The reality was that the teaching was uniformly mediocre, I remained pretty clueless about the subject material, and I produced so-so quality work. I should have worked harder for my own curiosity, but there was a complete lack of external motivation because the academic standards were so low.
To paraphrase someone's quote: I wouldn't recommend a club that had me as a member.
I think one of Groucho Marx's other quotes is probably more applicable to the sentiment of the article; "Those are my principles, and if you don't like them... well, I have others."
I'm in a similar situation. I graduated a few years ago from a good British university and got a first, but I frequently look back and wonder how I managed it.

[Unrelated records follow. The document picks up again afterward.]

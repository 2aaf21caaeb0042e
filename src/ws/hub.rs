//! Connection hub - the dynamic set of outbound sinks
//!
//! Each connection owns a bounded queue drained by its writer task. Messages
//! are serialized once and offered to every queue without waiting: a full
//! queue loses that message, a closed one is detached.

use std::sync::Arc;

use dashmap::DashMap;
use tokio::sync::mpsc;
use tracing::{debug, error, warn};
use uuid::Uuid;

use super::protocol::ServerMsg;

/// Serialized frame shared by every recipient
pub type Frame = Arc<str>;

pub const DEFAULT_CONNECTION_BUFFER: usize = 256;

pub struct ConnectionHub {
    sinks: DashMap<Uuid, mpsc::Sender<Frame>>,
    buffer: usize,
}

impl ConnectionHub {
    pub fn new(buffer: usize) -> Self {
        Self {
            sinks: DashMap::new(),
            buffer: buffer.max(1),
        }
    }

    /// Add a connection; the receiver feeds its writer task.
    pub fn attach(&self, id: Uuid) -> mpsc::Receiver<Frame> {
        let (tx, rx) = mpsc::channel(self.buffer);
        if self.sinks.insert(id, tx).is_some() {
            warn!(player_id = %id, "Replaced existing connection sink");
        }
        rx
    }

    pub fn detach(&self, id: &Uuid) {
        self.sinks.remove(id);
    }

    pub fn len(&self) -> usize {
        self.sinks.len()
    }

    pub fn is_empty(&self) -> bool {
        self.sinks.is_empty()
    }

    /// Send to a single connection
    pub fn send_to(&self, id: &Uuid, msg: &ServerMsg) {
        let Some(frame) = encode(msg) else {
            return;
        };
        let closed = match self.sinks.get(id) {
            Some(sink) => !offer(id, &sink, frame),
            None => false,
        };
        if closed {
            self.detach(id);
        }
    }

    /// Send to every connection
    pub fn broadcast(&self, msg: &ServerMsg) {
        self.fan_out(msg, None);
    }

    /// Send to every connection except one
    pub fn broadcast_except(&self, skip: &Uuid, msg: &ServerMsg) {
        self.fan_out(msg, Some(skip));
    }

    fn fan_out(&self, msg: &ServerMsg, skip: Option<&Uuid>) {
        if self.sinks.is_empty() {
            return;
        }
        let Some(frame) = encode(msg) else {
            return;
        };

        let mut closed = Vec::new();
        for entry in self.sinks.iter() {
            if Some(entry.key()) == skip {
                continue;
            }
            if !offer(entry.key(), entry.value(), frame.clone()) {
                closed.push(*entry.key());
            }
        }

        // Removal happens after iteration; DashMap shards are still read-locked inside it.
        for id in closed {
            self.detach(&id);
        }
    }
}

impl Default for ConnectionHub {
    fn default() -> Self {
        Self::new(DEFAULT_CONNECTION_BUFFER)
    }
}

fn encode(msg: &ServerMsg) -> Option<Frame> {
    match serde_json::to_string(msg) {
        Ok(json) => Some(Arc::from(json)),
        Err(e) => {
            error!(error = %e, "Failed to serialize server message");
            None
        }
    }
}

/// Returns false when the connection is gone.
fn offer(id: &Uuid, sink: &mpsc::Sender<Frame>, frame: Frame) -> bool {
    match sink.try_send(frame) {
        Ok(()) => true,
        Err(mpsc::error::TrySendError::Full(_)) => {
            debug!(player_id = %id, "Connection queue full, dropping message");
            true
        }
        Err(mpsc::error::TrySendError::Closed(_)) => false,
    }
}

#[cfg(test)]
mod tests {
    use super::*;
    use crate::game::SoundCue;

    fn id(n: u128) -> Uuid {
        Uuid::from_u128(n)
    }

    #[test]
    fn broadcast_reaches_everyone() {
        let hub = ConnectionHub::default();
        let mut a = hub.attach(id(1));
        let mut b = hub.attach(id(2));

        hub.broadcast(&ServerMsg::PlaySound(SoundCue::Tag));

        let frame = a.try_recv().expect("a receives");
        assert!(frame.contains("playSound"));
        assert_eq!(b.try_recv().ok(), Some(frame));
    }

    #[test]
    fn broadcast_except_skips_one() {
        let hub = ConnectionHub::default();
        let mut a = hub.attach(id(1));
        let mut b = hub.attach(id(2));

        hub.broadcast_except(&id(1), &ServerMsg::UpdateIt(id(2)));

        assert!(a.try_recv().is_err());
        assert!(b.try_recv().is_ok());
    }

    #[test]
    fn send_to_targets_one_connection() {
        let hub = ConnectionHub::default();
        let mut a = hub.attach(id(1));
        let mut b = hub.attach(id(2));

        hub.send_to(&id(2), &ServerMsg::PlayerDisconnected(id(3)));
        hub.send_to(&id(9), &ServerMsg::PlayerDisconnected(id(3)));

        assert!(a.try_recv().is_err());
        assert!(b.try_recv().is_ok());
    }

    #[test]
    fn slow_connection_drops_instead_of_blocking() {
        let hub = ConnectionHub::new(2);
        let mut slow = hub.attach(id(1));

        for _ in 0..5 {
            hub.broadcast(&ServerMsg::PlaySound(SoundCue::Jump));
        }

        assert!(slow.try_recv().is_ok());
        assert!(slow.try_recv().is_ok());
        assert!(slow.try_recv().is_err());
        assert_eq!(hub.len(), 1);
    }

    #[test]
    fn closed_connection_is_detached() {
        let hub = ConnectionHub::default();
        let gone = hub.attach(id(1));
        let _alive = hub.attach(id(2));
        drop(gone);

        hub.broadcast(&ServerMsg::PlaySound(SoundCue::Jump));

        assert_eq!(hub.len(), 1);
        hub.detach(&id(2));
        assert!(hub.is_empty());
    }
}
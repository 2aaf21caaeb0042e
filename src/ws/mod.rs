//! WebSocket session gateway

pub mod handler;
pub mod hub;
pub mod protocol;

pub use hub::ConnectionHub;
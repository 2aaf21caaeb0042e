//! Application state shared across routes

use std::sync::Arc;

use crate::config::Config;
use crate::game::GameHandle;
use crate::ws::ConnectionHub;

/// Shared application state
#[derive(Clone)]
pub struct AppState {
    pub config: Arc<Config>,
    /// Handle to the authoritative game loop
    pub game: GameHandle,
    /// Outbound sinks of every open connection
    pub hub: Arc<ConnectionHub>,
}

impl AppState {
    pub fn new(config: Config, game: GameHandle, hub: Arc<ConnectionHub>) -> Self {
        Self {
            config: Arc::new(config),
            game,
            hub,
        }
    }
}
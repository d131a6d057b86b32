//! The loaded dataset and borrowed views over it.

use std::collections::BTreeSet;

use chrono::NaiveDate;
use serde::Serialize;

use crate::record::SalesRecord;
use crate::schema::Schema;

/// Row accounting from a load, logged once and kept for diagnostics.
#[derive(Debug, Clone, Copy, Default, PartialEq, Eq, Serialize)]
pub struct LoadReport {
    pub rows_read: usize,
    pub unreadable_rows: usize,
    pub bad_store_id: usize,
    pub bad_date: usize,
    pub closed: usize,
    /// Kept rows whose store id has no entry in the store table
    pub unmatched_store: usize,
    pub duplicate_store_rows: usize,
    /// Kept rows carrying a negative Sales value
    pub negative_sales: usize,
}

/// The joined, open-only record set.
///
/// Built once by [`crate::load_dataset`] and handed by reference to every
/// filter and aggregate call. Nothing mutates it after construction.
#[derive(Debug, Clone)]
pub struct Dataset {
    records: Vec<SalesRecord>,
    schema: Schema,
    report: LoadReport,
}

impl Dataset {
    pub fn new(records: Vec<SalesRecord>, schema: Schema) -> Self {
        let report = LoadReport {
            rows_read: records.len(),
            ..LoadReport::default()
        };
        Self::with_report(records, schema, report)
    }

    pub fn with_report(records: Vec<SalesRecord>, schema: Schema, report: LoadReport) -> Self {
        Self {
            records,
            schema,
            report,
        }
    }

    pub fn records(&self) -> &[SalesRecord] {
        &self.records
    }

    pub fn schema(&self) -> &Schema {
        &self.schema
    }

    pub fn report(&self) -> &LoadReport {
        &self.report
    }

    pub fn len(&self) -> usize {
        self.records.len()
    }

    pub fn is_empty(&self) -> bool {
        self.records.is_empty()
    }

    /// Earliest and latest date, `None` for an empty dataset.
    pub fn date_bounds(&self) -> Option<(NaiveDate, NaiveDate)> {
        self.view().date_bounds()
    }

    /// A view over every row.
    pub fn view(&self) -> FilteredView<'_> {
        FilteredView {
            dataset: self,
            rows: (0..self.records.len()).collect(),
        }
    }
}

/// A subset of a [`Dataset`]'s rows, in original row order.
#[derive(Debug, Clone)]
pub struct FilteredView<'a> {
    dataset: &'a Dataset,
    rows: Vec<usize>,
}

impl<'a> FilteredView<'a> {
    pub fn dataset(&self) -> &'a Dataset {
        self.dataset
    }

    pub fn schema(&self) -> &'a Schema {
        &self.dataset.schema
    }

    pub fn len(&self) -> usize {
        self.rows.len()
    }

    pub fn is_empty(&self) -> bool {
        self.rows.is_empty()
    }

    pub fn iter(&self) -> impl Iterator<Item = &'a SalesRecord> + '_ {
        let records: &'a [SalesRecord] = &self.dataset.records;
        self.rows.iter().map(move |&i| &records[i])
    }

    /// Keep only the rows matching `keep`. Row order is preserved.
    pub fn retain<F>(&self, mut keep: F) -> FilteredView<'a>
    where
        F: FnMut(&SalesRecord) -> bool,
    {
        let records: &'a [SalesRecord] = &self.dataset.records;
        FilteredView {
            dataset: self.dataset,
            rows: self
                .rows
                .iter()
                .copied()
                .filter(|&i| keep(&records[i]))
                .collect(),
        }
    }

    pub fn date_bounds(&self) -> Option<(NaiveDate, NaiveDate)> {
        let mut dates = self.iter().map(|r| r.date);
        let first = dates.next()?;
        Some(dates.fold((first, first), |(lo, hi), d| (lo.min(d), hi.max(d))))
    }

    /// Distinct store ids, ascending.
    pub fn distinct_stores(&self) -> Vec<i64> {
        self.iter()
            .map(|r| r.store)
            .collect::<BTreeSet<_>>()
            .into_iter()
            .collect()
    }

    pub fn distinct_days(&self) -> usize {
        self.iter().map(|r| r.date).collect::<BTreeSet<_>>().len()
    }
}

#[cfg(test)]
mod tests {
    use super::*;

    fn day(d: u32) -> NaiveDate {
        NaiveDate::from_ymd_opt(2015, 1, d).unwrap()
    }

    fn sample() -> Dataset {
        Dataset::new(
            vec![
                SalesRecord::new(2, day(3), 10.0),
                SalesRecord::new(1, day(1), 20.0),
                SalesRecord::new(2, day(2), 30.0),
            ],
            Schema::default(),
        )
    }

    #[test]
    fn view_starts_with_every_row() {
        let ds = sample();
        let view = ds.view();
        assert_eq!(view.len(), 3);
        assert_eq!(ds.date_bounds(), Some((day(1), day(3))));
        assert_eq!(view.distinct_stores(), vec![1, 2]);
        assert_eq!(view.distinct_days(), 3);
    }

    #[test]
    fn retain_keeps_row_order_and_leaves_dataset_alone() {
        let ds = sample();
        let narrowed = ds.view().retain(|r| r.store == 2);
        let dates: Vec<_> = narrowed.iter().map(|r| r.date).collect();
        assert_eq!(dates, vec![day(3), day(2)]);
        assert_eq!(ds.len(), 3);
    }

    #[test]
    fn empty_view_has_no_bounds() {
        let ds = sample();
        let none = ds.view().retain(|_| false);
        assert!(none.is_empty());
        assert_eq!(none.date_bounds(), None);
    }
}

I distinctly remember arriving and working hard for the first semester, I got 80-something percent in one course and 90+ in the other and had this awful realisation that I could glide through the first 2 years (of a 4 year program) where only a 50% passing grade was needed.
By the third year the courses did become much harder but only relatively. Whilst money doesn't seem the right way to restrict entry I do feel like they could have enforced higher entry standards, especially when I saw only ~30% of my fellow students make it to graduation.
That doesn't make sense to me. "Had" past-tense implied completing the duration of the degree in the manner described without receiving the slightest reprimand.
The reality was that the teaching was uniformly mediocre, I remained pretty clueless about the subject material, and I produced so-so quality work. I should have worked harder for my own curiosity, but there was a complete lack of external motivation because the academic standards were so low.
To paraphrase someone's quote: I wouldn't recommend a club that had me as a member.